O poeta épico ou dramático não deve ignorar que ele é o destino e que deve ser implacável como este ± ele é ao mesmo tempo o espelho da humanidade e tem de apresentar na cena caracteres maus e por vezes infames, tolos, espíritos acanhados, de fez em quando uma personalidade razoável ou prudente, ou bom, ou honesto, e muito raramente, com a mais singular exceção, um caráter generoso. (SCHOPENHAUER, 2001,p. 140).

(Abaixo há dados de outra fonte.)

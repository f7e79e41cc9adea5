//! Admin authentication middleware
//!
//! Admin routes are protected by a single shared bearer token when
//! `ADMIN_API_KEY` is configured; without it they are open (local
//! development parity).

use axum::{
    extract::{Request, State},
    http::header::AUTHORIZATION,
    middleware::Next,
    response::Response,
};
use sha2::{Digest, Sha256};

use crate::{AppError, AppState};

/// Middleware: require the shared admin token when one is configured.
pub async fn require_admin_auth(
    State(state): State<AppState>,
    req: Request,
    next: Next,
) -> Result<Response, AppError> {
    let Some(expected) = &state.config.admin_api_key else {
        // No key configured: admin surface is open.
        return Ok(next.run(req).await);
    };

    let token = extract_bearer_token(&req)?;
    if hash_token(&token) != hash_token(expected) {
        tracing::warn!("admin request rejected: bad bearer token");
        return Err(AppError::Unauthorized);
    }

    Ok(next.run(req).await)
}

/// Extract bearer token from Authorization header
fn extract_bearer_token(req: &Request) -> Result<String, AppError> {
    let auth_header = req
        .headers()
        .get(AUTHORIZATION)
        .ok_or(AppError::Unauthorized)?
        .to_str()
        .map_err(|_| AppError::Unauthorized)?;

    if !auth_header.starts_with("Bearer ") {
        return Err(AppError::Unauthorized);
    }

    Ok(auth_header[7..].to_string())
}

fn hash_token(token: &str) -> String {
    let mut hasher = Sha256::new();
    hasher.update(token.as_bytes());
    format!("{:x}", hasher.finalize())
}
//! Application messages model
//!
//! Key/value configuration text. The standard rejection message lives under
//! the `standard_rejection_message` key and has a compiled-in fallback so
//! the pipeline works before any admin edit.

use serde::{Deserialize, Serialize};
use sqlx::{FromRow, PgPool};
use validator::Validate;

/// Well-known key for the rejection text.
pub const STANDARD_REJECTION_KEY: &str = "standard_rejection_message";

/// Fallback when no row has been configured yet.
pub const DEFAULT_REJECTION_MESSAGE: &str = "This question falls outside of my knowledge of campus information. Please re-ask your question within a campus context.";

#[derive(Debug, Clone, Serialize, Deserialize, FromRow)]
pub struct AppMessage {
    pub message_key: String,
    pub content: String,
}

#[derive(Debug, Deserialize, Validate)]
pub struct MessageUpdate {
    #[validate(length(min = 1))]
    pub content: String,
}

impl AppMessage {
    pub async fn list(pool: &PgPool) -> Result<Vec<AppMessage>, sqlx::Error> {
        sqlx::query_as::<_, AppMessage>(
            "SELECT message_key, content FROM app_messages ORDER BY message_key ASC",
        )
        .fetch_all(pool)
        .await
    }

    pub async fn find(pool: &PgPool, message_key: &str) -> Result<Option<AppMessage>, sqlx::Error> {
        sqlx::query_as::<_, AppMessage>(
            "SELECT message_key, content FROM app_messages WHERE message_key = $1",
        )
        .bind(message_key)
        .fetch_optional(pool)
        .await
    }

    /// Create or update a message by key.
    pub async fn upsert(
        pool: &PgPool,
        message_key: &str,
        content: &str,
    ) -> Result<AppMessage, sqlx::Error> {
        sqlx::query_as::<_, AppMessage>(
            r#"
            INSERT INTO app_messages (message_key, content)
            VALUES ($1, $2)
            ON CONFLICT (message_key) DO UPDATE SET content = EXCLUDED.content
            RETURNING message_key, content
            "#,
        )
        .bind(message_key)
        .bind(content)
        .fetch_one(pool)
        .await
    }

    /// Current standard rejection text, falling back to the default.
    pub async fn standard_rejection(pool: &PgPool) -> Result<String, sqlx::Error> {
        Ok(Self::find(pool, STANDARD_REJECTION_KEY)
            .await?
            .map(|m| m.content)
            .unwrap_or_else(|| DEFAULT_REJECTION_MESSAGE.to_string()))
    }
}
//! Query log handlers

use axum::{
    extract::{Path, Query, State},
    Json,
};
use serde::Deserialize;
use serde_json::{json, Value};

use crate::models::{
    AppMessage, ExampleKind, QueryLog, QueryLogDetail, QueryLogFilter, StatusFilter,
    TrainingExamples,
};
use crate::time;
use crate::{AppError, AppResult, AppState};

#[derive(Debug, Default, Deserialize)]
pub struct LogListParams {
    pub start_date: Option<String>,
    pub end_date: Option<String>,
    pub q: Option<String>,
    pub status_filter: Option<String>,
    pub limit: Option<i64>,
    pub offset: Option<i64>,
}

/// Turn raw query parameters into a resolved filter (dates as UTC instants).
pub(crate) fn resolve_filter(
    params: &LogListParams,
    tz: chrono_tz::Tz,
) -> AppResult<QueryLogFilter> {
    let start = time::parse_date_param(params.start_date.as_deref())?;
    let end = time::parse_date_param(params.end_date.as_deref())?;

    if let Some(limit) = params.limit {
        if !(1..=50_000).contains(&limit) {
            return Err(AppError::ValidationError(
                "limit must be between 1 and 50000".to_string(),
            ));
        }
    }
    let offset = params.offset.unwrap_or(0);
    if offset < 0 {
        return Err(AppError::ValidationError("offset must be >= 0".to_string()));
    }

    let status = params
        .status_filter
        .as_deref()
        .map(StatusFilter::parse)
        .transpose()?;

    Ok(QueryLogFilter {
        start_utc: start.map(|d| time::day_start_utc(d, tz)),
        // Inclusive end date: compare strictly before the next local midnight.
        end_utc: end.map(|d| time::day_range_utc(d, d, tz).1),
        text: params.q.clone().filter(|q| !q.trim().is_empty()),
        status,
        limit: params.limit,
        offset,
    })
}

/// List query logs for a date range, newest first.
pub async fn list(
    State(state): State<AppState>,
    Query(params): Query<LogListParams>,
) -> AppResult<Json<Vec<QueryLog>>> {
    let filter = resolve_filter(&params, state.config.reference_timezone)?;
    let rejection = AppMessage::standard_rejection(&state.pool).await?;
    let logs = QueryLog::list(&state.pool, &filter, &rejection).await?;
    Ok(Json(logs))
}

/// Fetch a single query log and all of its per-stage metadata.
pub async fn get(
    State(state): State<AppState>,
    Path(id): Path<i64>,
) -> AppResult<Json<QueryLogDetail>> {
    let detail = QueryLog::find_by_id(&state.pool, id)
        .await?
        .ok_or_else(|| AppError::NotFound("Query log not found.".to_string()))?;
    Ok(Json(detail))
}

async fn log_message_for_flag(state: &AppState, id: i64) -> AppResult<String> {
    let message = QueryLog::find_message(&state.pool, id)
        .await?
        .ok_or_else(|| AppError::NotFound("Query log not found.".to_string()))?;
    let message = message.trim().to_string();
    if message.is_empty() {
        return Err(AppError::ValidationError(
            "Query log has no user_message to curate.".to_string(),
        ));
    }
    Ok(message)
}

/// Add this log's query to the blacklist examples. Idempotent.
pub async fn add_blacklist(
    State(state): State<AppState>,
    Path(id): Path<i64>,
) -> AppResult<Json<Value>> {
    let message = log_message_for_flag(&state, id).await?;
    TrainingExamples::add(&state.pool, ExampleKind::Blacklist, &message, Some(id)).await?;
    Ok(Json(json!({
        "status": "ok",
        "message": "Query added to blacklist examples.",
    })))
}

/// Remove this log's query from the blacklist examples.
pub async fn remove_blacklist(
    State(state): State<AppState>,
    Path(id): Path<i64>,
) -> AppResult<Json<Value>> {
    let message = log_message_for_flag(&state, id).await?;
    let removed = TrainingExamples::remove(&state.pool, ExampleKind::Blacklist, &message).await?;
    let note = if removed {
        "Query removed from blacklist examples."
    } else {
        "Query was not present in blacklist examples."
    };
    Ok(Json(json!({ "status": "ok", "message": note })))
}

/// Add this log's query to the whitelist examples. Idempotent.
///
/// Whitelist wins over blacklist in presentation; both flags may be set.
pub async fn add_whitelist(
    State(state): State<AppState>,
    Path(id): Path<i64>,
) -> AppResult<Json<Value>> {
    let message = log_message_for_flag(&state, id).await?;
    TrainingExamples::add(&state.pool, ExampleKind::Whitelist, &message, Some(id)).await?;
    Ok(Json(json!({
        "status": "ok",
        "message": "Query added to whitelist examples.",
    })))
}

/// Remove this log's query from the whitelist examples.
pub async fn remove_whitelist(
    State(state): State<AppState>,
    Path(id): Path<i64>,
) -> AppResult<Json<Value>> {
    let message = log_message_for_flag(&state, id).await?;
    let removed = TrainingExamples::remove(&state.pool, ExampleKind::Whitelist, &message).await?;
    let note = if removed {
        "Query removed from whitelist examples."
    } else {
        "Query was not present in whitelist examples."
    };
    Ok(Json(json!({ "status": "ok", "message": note })))
}
//! Metrics handlers

use axum::{
    extract::{Query, State},
    Json,
};
use chrono::Duration;
use serde::Deserialize;

use crate::models::metrics::{fetch_rollups, percent, summarize, WeeklyMetrics};
use crate::models::AppMessage;
use crate::time;
use crate::{AppResult, AppState};

#[derive(Debug, Default, Deserialize)]
pub struct MetricsParams {
    pub start_date: Option<String>,
    pub end_date: Option<String>,
}

/// Aggregated chatbot metrics for a calendar-day window.
///
/// With no dates the window is the trailing 7 days ending today; a single
/// bound collapses to a one-day window.
pub async fn weekly(
    State(state): State<AppState>,
    Query(params): Query<MetricsParams>,
) -> AppResult<Json<WeeklyMetrics>> {
    let tz = state.config.reference_timezone;

    let start = time::parse_date_param(params.start_date.as_deref())?;
    let end = time::parse_date_param(params.end_date.as_deref())?;

    let (start, end) = match (start, end) {
        (Some(s), Some(e)) => (s, e),
        (Some(s), None) => (s, s),
        (None, Some(e)) => (e, e),
        (None, None) => {
            let today = time::today_in(tz);
            (today - Duration::days(6), today)
        }
    };

    let (start_utc, end_utc) = time::day_range_utc(start, end, tz);

    let rejection = AppMessage::standard_rejection(&state.pool).await?;
    let rollups = fetch_rollups(&state.pool, start_utc, end_utc, &rejection).await?;
    let totals = summarize(&rollups);

    let answered_rate = percent(totals.answered, totals.total_queries);
    let blocked_rate = percent(totals.blocked, totals.total_queries);

    Ok(Json(WeeklyMetrics {
        start_date: start,
        end_date: end,
        totals,
        answered_rate,
        blocked_rate,
    }))
}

Mas o destino da poesia trágica para Schopenhauer é à resignação e a renúncia do querer viver. Quando a Teia de Maya é rasgada e despedaçada, o egoismo perde o seu poder sobre o homem e entra em seu lugar à resignação como calmante da vontade. Os motivos do querer viver; os seus sentimentos e emoções, transformam-se num querer morrer e na mortificação dos instintos. O artista poeta como extensão da vontade e os seus personagens são levados a mais profunda mortificação de si mesmo, o egoismo perde a sua razão de ser, inclusive, ele cita vários personagens que após uma dor profunda passaram a reconhecer a insuficiência de vida voltada para o princípio de individuação. O Véu de Maya que era a expressão de seu modo de vida é desmascarado e a vida individual cede o seu lugar para a renúncia do querer viver. A arte propicia a libertação total? O artista consegue construir o calmante eterno? Ou a libertação é passageira? É possível viver sem a causalidade? Por mais que fujamos para a ideia não conseguiremos nos manter e viver sem a causalidade, já que é dela como vontade onde nascem as cenas da vida. Se a causalidade é a atuação

da matéria em todos os aspectos da vida fenomenal, como o artista conseguirá se manter por muito tempo acima dela? É possível viver eternamente fora da causalidade? Viver sem causalidade é pular para fora de espaço e do tempo? Existe vida acima do espaço e do tempo? Que relação podemos fazer entre a causalidade e a ideia? Causalidade e ideia se opõem na justa medida em que o êxtase propiciado pela arte, liberta o artista e o espectador de suas dores provisoriamente, pois a causalidade novamente o chama para a vida. Não existe vida sem causalidade. O fato de ser a vontade o fundamento da vida, não significa que ela não necessite de aprendizado e conhecimento. A arte já é uma tentativa da vontade de suprimir as suas próprias dores, é um aprendizado voltado para a negação do querer viver. É uma ação pedagógica dela consigo mesma, querer anular-se a partir do êxtase estético? A vontade passa por um processo pedagógico, quando a cada dor que sofre, ela reflete, e essa reflexão causa um impacto em sua forma de agir contrariando os seus desejos?